7. Fixed Assets Turnover ratio: The fixed assets turnover ratio stood at 2.9 times and reduced by more than 50% owing to the fact that: The decline in the quality of manufacturing assets that are been located in the United States. Few of its manufacturing plants based in the United States also faced stringer actions from USFDA (United States Food and Drugs Administration) for not meeting the regulatory compliances. Hence there were zero supplies from these manufacturing units for certain time period.

8. Total Assets Turnover ratio: The total assets turnover ratio stood at 0.59 times and has fallen by 80% due to poor management of the global manufacturing assets.

9. Net Profit ratio: The net profit ratio is increasing considerably owing to the fact the increase in top line as well as the bottom-line.

10. Reserves:

Suns current reserves stands at 8000 crores which has

increased by more than 1000%. It is presenting a huge opportunity for more organic as well as inorganic growth. The company has wisely used to this surplus to make as many as 16 acquisitions. The major deal was acquiring Israel based Taro pharmaceuticals where Sun paid as many as 454 million USD.

11. Research and Development spending: Research and Development is a competitive advantage in the pharmaceutical sector. Suns expenditure stood at 6% of net sales and it has reaped the benefits which are shown as under.

PARTICULARS March 2008 December 2012 Approvals Awaited

DMF APPROVED 40 161 N.A.

ANDA APPROVED 53 261 142

The approvals are for Para IV filing in the United States which will have a strong positive financial impact on the financial statements.

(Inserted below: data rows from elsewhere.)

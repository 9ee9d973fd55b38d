//! Edge bot filter for API routes.
//!
//! `/favico/*` is only in the route matcher so social preview bots can fetch
//! favicon and OG card assets; those requests always pass. Social preview bots
//! are also allowed on the story preview endpoints.

use std::sync::LazyLock;

use axum::{
    http::{header, StatusCode},
    response::{IntoResponse, Response},
};
use regex::Regex;

/// Exact body of every rejection
pub const FORBIDDEN_BODY: &str = r#"{"error":"Forbidden"}"#;

/// Public favicon/OG asset prefix, never challenged
pub const PUBLIC_ASSET_PREFIX: &str = "/favico/";

/// Endpoints social preview bots may fetch to build link cards
pub const SOCIAL_PREVIEW_PATHS: &[&str] = &["/api/story", "/api/og-story"];

/// Shorter user agents are treated as scripts
pub const MIN_USER_AGENT_LEN: usize = 10;

static BOT_UA: LazyLock<Regex> = LazyLock::new(|| {
    Regex::new(
        r"(?i)bot|crawl|spider|slurp|archiver|wget|curl/|python-requests|scrapy|httpclient|go-http|java/|libwww|perl|ruby|php/|ahrefsbot|semrushbot|mj12bot|dotbot|baiduspider|yandexbot|sogou|bytespider|petalbot|gptbot|claudebot|ccbot",
    )
    .unwrap()
});

static SOCIAL_PREVIEW_UA: LazyLock<Regex> = LazyLock::new(|| {
    Regex::new(
        r"(?i)twitterbot|facebookexternalhit|linkedinbot|slackbot|telegrambot|whatsapp|discordbot|redditbot",
    )
    .unwrap()
});

/// Why a request was let through
#[derive(Debug, Clone, Copy, PartialEq, Eq)]
pub enum PassReason {
    PublicAsset,
    SocialPreview,
    Browser,
}

/// Why a request was rejected
#[derive(Debug, Clone, Copy, PartialEq, Eq)]
pub enum BlockReason {
    KnownBot,
    MissingOrShortUserAgent,
}

#[derive(Debug, Clone, Copy, PartialEq, Eq)]
pub enum FilterDecision {
    Pass(PassReason),
    Block(BlockReason),
}

impl FilterDecision {
    pub fn is_pass(&self) -> bool {
        matches!(self, FilterDecision::Pass(_))
    }

    pub fn is_block(&self) -> bool {
        matches!(self, FilterDecision::Block(_))
    }
}

/// Check if a user agent belongs to a link-unfurling crawler
pub fn is_social_preview_bot(user_agent: &str) -> bool {
    SOCIAL_PREVIEW_UA.is_match(user_agent)
}

/// Check if a user agent carries a crawler, scraper or HTTP library signature
pub fn is_generic_bot(user_agent: &str) -> bool {
    BOT_UA.is_match(user_agent)
}

/// Decide whether a request may reach the API.
///
/// A missing user agent is treated like an empty one.
pub fn evaluate(path: &str, user_agent: Option<&str>) -> FilterDecision {
    let ua = user_agent.unwrap_or("");

    if path.starts_with(PUBLIC_ASSET_PREFIX) {
        return FilterDecision::Pass(PassReason::PublicAsset);
    }

    if is_social_preview_bot(ua) && SOCIAL_PREVIEW_PATHS.contains(&path) {
        return FilterDecision::Pass(PassReason::SocialPreview);
    }

    if is_generic_bot(ua) {
        return FilterDecision::Block(BlockReason::KnownBot);
    }

    if ua.chars().count() < MIN_USER_AGENT_LEN {
        return FilterDecision::Block(BlockReason::MissingOrShortUserAgent);
    }

    FilterDecision::Pass(PassReason::Browser)
}

/// The fixed 403 JSON response returned for every blocked request
pub fn forbidden_response() -> Response {
    (
        StatusCode::FORBIDDEN,
        [(header::CONTENT_TYPE, "application/json")],
        FORBIDDEN_BODY,
    )
        .into_response()
}

/// Path scope the filter runs on (`/api/:path*` and `/favico/:path*`)
#[derive(Debug, Clone)]
pub struct RouteMatcher {
    prefixes: Vec<String>,
}

impl RouteMatcher {
    pub fn new<I, S>(prefixes: I) -> Self
    where
        I: IntoIterator<Item = S>,
        S: Into<String>,
    {
        Self {
            prefixes: prefixes
                .into_iter()
                .map(|p| p.into().trim_end_matches('/').to_string())
                .collect(),
        }
    }

    /// A prefix matches itself and anything below it
    pub fn matches(&self, path: &str) -> bool {
        self.prefixes.iter().any(|prefix| match path.strip_prefix(prefix.as_str()) {
            Some(rest) => rest.is_empty() || rest.starts_with('/'),
            None => false,
        })
    }
}

impl Default for RouteMatcher {
    fn default() -> Self {
        Self::new(["/api", "/favico"])
    }
}

#[cfg(test)]
mod tests {
    use super::*;

    const BROWSER_UA: &str = "Mozilla/5.0 (Macintosh; Intel Mac OS X 10_15_7) AppleWebKit/605.1.15 (KHTML, like Gecko) Version/17.0 Safari/605.1.15";
    const GOOGLEBOT_UA: &str = "Mozilla/5.0 (compatible; Googlebot/2.1)";

    #[test]
    fn test_favicon_assets_always_pass() {
        for ua in [None, Some(""), Some("curl/8.0"), Some(GOOGLEBOT_UA), Some(BROWSER_UA)] {
            assert_eq!(
                evaluate("/favico/og-image.png", ua),
                FilterDecision::Pass(PassReason::PublicAsset)
            );
        }
    }

    #[test]
    fn test_bare_favicon_prefix_is_not_exempt() {
        assert!(evaluate("/favico", Some("")).is_block());
    }

    #[test]
    fn test_social_preview_allowed_on_story_paths() {
        let ua = "Twitterbot/1.0";
        assert_eq!(
            evaluate("/api/story", Some(ua)),
            FilterDecision::Pass(PassReason::SocialPreview)
        );
        assert_eq!(
            evaluate("/api/og-story", Some(ua)),
            FilterDecision::Pass(PassReason::SocialPreview)
        );
    }

    #[test]
    fn test_social_preview_falls_through_elsewhere() {
        assert_eq!(
            evaluate("/api/kindness", Some("Twitterbot/1.0")),
            FilterDecision::Block(BlockReason::KnownBot)
        );
        assert_eq!(
            evaluate("/api/story/extra", Some("Slackbot-LinkExpanding 1.0")),
            FilterDecision::Block(BlockReason::KnownBot)
        );
        // No bot signature and long enough, so it is treated like a browser
        assert_eq!(
            evaluate("/api/kindness", Some("facebookexternalhit/1.1")),
            FilterDecision::Pass(PassReason::Browser)
        );
    }

    #[test]
    fn test_known_bots_blocked() {
        for ua in [
            GOOGLEBOT_UA,
            "curl/8.4.0",
            "python-requests/2.31.0",
            "Go-http-client/1.1",
            "Scrapy/2.11 (+https://scrapy.org)",
            "Mozilla/5.0 (compatible; AhrefsBot/7.0)",
            "GPTBot/1.0",
            "Wget/1.21.4",
        ] {
            assert_eq!(
                evaluate("/api/kindness", Some(ua)),
                FilterDecision::Block(BlockReason::KnownBot),
                "{} should be blocked",
                ua
            );
        }
    }

    #[test]
    fn test_short_or_missing_user_agent_blocked() {
        for ua in [None, Some(""), Some("abcde"), Some("123456789")] {
            assert_eq!(
                evaluate("/api/kindness", ua),
                FilterDecision::Block(BlockReason::MissingOrShortUserAgent)
            );
        }
    }

    #[test]
    fn test_ten_character_user_agent_passes() {
        assert!(evaluate("/api/kindness", Some("Mozilla/50")).is_pass());
    }

    #[test]
    fn test_browser_passes() {
        assert_eq!(
            evaluate("/api/kindness", Some(BROWSER_UA)),
            FilterDecision::Pass(PassReason::Browser)
        );
    }

    #[test]
    fn test_route_matcher_scope() {
        let matcher = RouteMatcher::default();

        assert!(matcher.matches("/api"));
        assert!(matcher.matches("/api/kindness"));
        assert!(matcher.matches("/api/story"));
        assert!(matcher.matches("/favico/favicon.ico"));

        assert!(!matcher.matches("/"));
        assert!(!matcher.matches("/health"));
        assert!(!matcher.matches("/apis"));
        assert!(!matcher.matches("/favicon.ico"));
    }

    #[test]
    fn test_custom_route_matcher() {
        let matcher = RouteMatcher::new(["/internal/"]);
        assert!(matcher.matches("/internal/x"));
        assert!(!matcher.matches("/api/x"));
    }

    #[tokio::test]
    async fn test_forbidden_response_shape() {
        let response = forbidden_response();
        assert_eq!(response.status(), StatusCode::FORBIDDEN);
        assert_eq!(
            response.headers().get(header::CONTENT_TYPE).unwrap(),
            "application/json"
        );

        let body = axum::body::to_bytes(response.into_body(), usize::MAX)
            .await
            .unwrap();
        assert_eq!(&body[..], FORBIDDEN_BODY.as_bytes());
    }
}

The approvals are also for high-end therapeutic segments like Dermatology, Oncology, Central Nervous System (CNS), etc.

As per -Strategic Marketing Solutions and Research Centre (SMSRC) Pvt. Ltd. they are market leaders in eight therapeutic segments in India as far as prescription rate is concerned. Hence Sun has been successful in encashing its R&D expenses.

12. DuPont Analysis: The return on equity stood at 26.07% and increased by more than 10% since last three financial years. This growth is attributed to the following facts: Offering low cost generic products Cutting down costs Contract Manufacturing Mergers and acquisitions yielding high Return on Investments (ROI) Global partnerships and alliances Speed to market Vertical Integration Optimize Operational costs

13. Future Guidelines: Sales growth: 30-32% over FY12 R&D : 6-8% of sales Capex : Rs 5.0 billion for Emerging markets like China, Brazil, Turkey, Poland, Mexico, Vietnam, South Africa, Vietnam, Thailand, Singapore and Indonesia. ANDAs (Abbreviated New Drug Applications) for 25 products to be filed.

D. CONCLUSION:
Sun pharma through robust business model has and strong financial management practices have truly created the wealth for their shareholder which is the ultimate goal of financial management. It is said that Rs 1,000 Invested in the 1994 IPO is currently worth more than Rs. 330,000 currently.